In order to help physicians acquire prescription ability, and with the hope of reducing haemoglobin variability, we felt it was relevant to build a pharmacokinetic computer model to be used as an ESA prescription simulator. The aim of this simulator is to raise awareness among ESA users about the implications of recent changes in erythropoietin half-life and prescription intervals. For this purpose, we have built a simulator that asks users to prescribe various ESAs for a naïve patient and to adjust the dose as precisely as possible in a 12-week equilibration or balance phase followed by a 20-week maintenance phase (haemoglobin target 11-12 g/dL). The epoetin half-life and the interval of administration will be assigned to the user at the start of the exercise, while the initial haemoglobin and the patient's erythropoietin sensitivity are randomly generated by the software.

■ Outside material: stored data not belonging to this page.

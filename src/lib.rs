//! DIN V 18599 표준값 계산 로직을 라이브러리로 분리하여 CLI 외의 보고 계층에서도 그대로 쓴다.

pub mod app;
pub mod building;
pub mod carrier;
pub mod config;
pub mod i18n;
pub mod infiltration;
pub mod logging;
pub mod project;
pub mod report;
pub mod ui_cli;
pub mod usage_profile;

Although such a simulator, contrary to other models based, for instance, on Artificial Neural Networks or Bayesian Adaptive Control [23], is not a prediction tool applicable to clinical practice, we feel that it could be a good way to improve the physicians' ability to prescribe ESAs. Moreover, the simulator should enable us to answer the following questions: (1) Is the ability to keep haemoglobin within the target (primary end point) and haemoglobin stability (secondary end point) influenced by the erythropoietin half-life and administration interval and/or by the use of the simulator (learning effect)? (2) Does the number of changes in ESA dosing correlate with the fluctuations in haemoglobin values and administration interval (secondary end point)? (3) Is the intra-patient delta haemoglobin a more sensitive indicator of haemoglobin stability compared to the standard deviation (secondary end point)?

Methods

Simulator characteristics

The "epoietin prescription simulator" was developed in Visual Basic on Excel. The version used in the study is annexed to this document (see Additional File 1 named The Epoetin Prescription Simulator). The user's manual as well as the formulae, including a mono-exponential one that relates the erythropoietin half-life selected for the simulation to ESA's concentration and its effect on the production of new red blood cells, are detailed in the Additional File 2 named Appendix 1.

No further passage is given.